Pero si no es sencillo darle una respuesta –“Sí, era una gallina, y el jamón que hay en la cocina es la pata de un cerdito”– es porque, a veces, la verdad no es fácil de llevar: en su bocadillo hay, simple y llanamente, un trozo de cadáver. Y eso es tan irrebatible como que a muy corta edad experimentamos una disonancia cognitiva que se supera normalizando el consumo acrítico de productos de origen animal; y hasta tal punto llevamos el autoengaño que nos incomoda saber cómo se produce lo que comemos o que alguien nos señale el sufrimiento que hay detrás de una hamburguesa con queso.

En otras palabras, existe un entramado de mentiras que estamos dispuestos a creernos para encajar en una sociedad adicta a la explotación animal.
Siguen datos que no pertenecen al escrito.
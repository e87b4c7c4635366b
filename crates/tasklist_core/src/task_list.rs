use crate::error::AppError;
use crate::model::Task;
use crate::prompt::{Console, FIELD_PROMPT};
use std::io::{BufRead, Write};

pub const TASK_CHANGED: &str = "The task is changed";
pub const TASK_DELETED: &str = "The task is deleted";

/// Ordered tasks; position is display order and persisted order.
#[derive(Debug, Clone, Default, PartialEq, Eq)]
pub struct TaskList {
    tasks: Vec<Task>,
}

impl TaskList {
    pub fn new(tasks: Vec<Task>) -> Self {
        Self { tasks }
    }

    pub fn tasks(&self) -> &[Task] {
        &self.tasks
    }

    pub fn len(&self) -> usize {
        self.tasks.len()
    }

    pub fn is_empty(&self) -> bool {
        self.tasks.is_empty()
    }

    /// Appends `candidate` when it is complete; an incomplete draft is dropped.
    pub fn add_task(&mut self, candidate: Task) -> bool {
        if !candidate.is_complete() {
            tracing::debug!("discarding task draft with blank description");
            return false;
        }
        self.tasks.push(candidate);
        true
    }

    pub fn add_from_console<R: BufRead, W: Write>(
        &mut self,
        console: &mut Console<R, W>,
    ) -> Result<bool, AppError> {
        let draft = Task::read_draft(console)?;
        Ok(self.add_task(draft))
    }

    /// Prompts for a task number and removes that task. Does nothing, and
    /// asks nothing, when the list is empty.
    pub fn delete_task<R: BufRead, W: Write>(
        &mut self,
        console: &mut Console<R, W>,
    ) -> Result<Option<Task>, AppError> {
        if self.tasks.is_empty() {
            return Ok(None);
        }

        let index = console.read_index(self.tasks.len())?;
        tracing::debug!(index, "deleting task");
        let removed = self.tasks.remove(index);
        console.say(TASK_DELETED)?;
        Ok(Some(removed))
    }

    /// Prompts for a task number and a field name, then re-acquires that field.
    pub fn edit_task<R: BufRead, W: Write>(
        &mut self,
        console: &mut Console<R, W>,
    ) -> Result<bool, AppError> {
        if self.tasks.is_empty() {
            return Ok(false);
        }

        let index = console.read_index(self.tasks.len())?;
        let field_name = console.ask(FIELD_PROMPT)?;
        tracing::debug!(index, field = %field_name.trim(), "editing task");
        let changed = self.tasks[index].edit(&field_name, console)?;
        if changed {
            console.say(TASK_CHANGED)?;
        }
        Ok(changed)
    }
}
Son el hogar, la escuela y los medios de comunicación quienes se encargarán de dejar a la empatía fuera del plato y más pronto que tarde sucumbiremos al especismo sin debate ni reflexión porque, al fin y al cabo, solo conocemos esta forma de relacionarnos con los animales.

Pero, ¿y si no fuera así? ¿Y si la escuela se abriera a educar en la empatía con los demás animales, a reflexionar sobre los límites de nuestra esfera moral o a fomentar un pensamiento crítico que nos permita identificar conductas especistas? Ahora es más fácil. Veamos por qué. 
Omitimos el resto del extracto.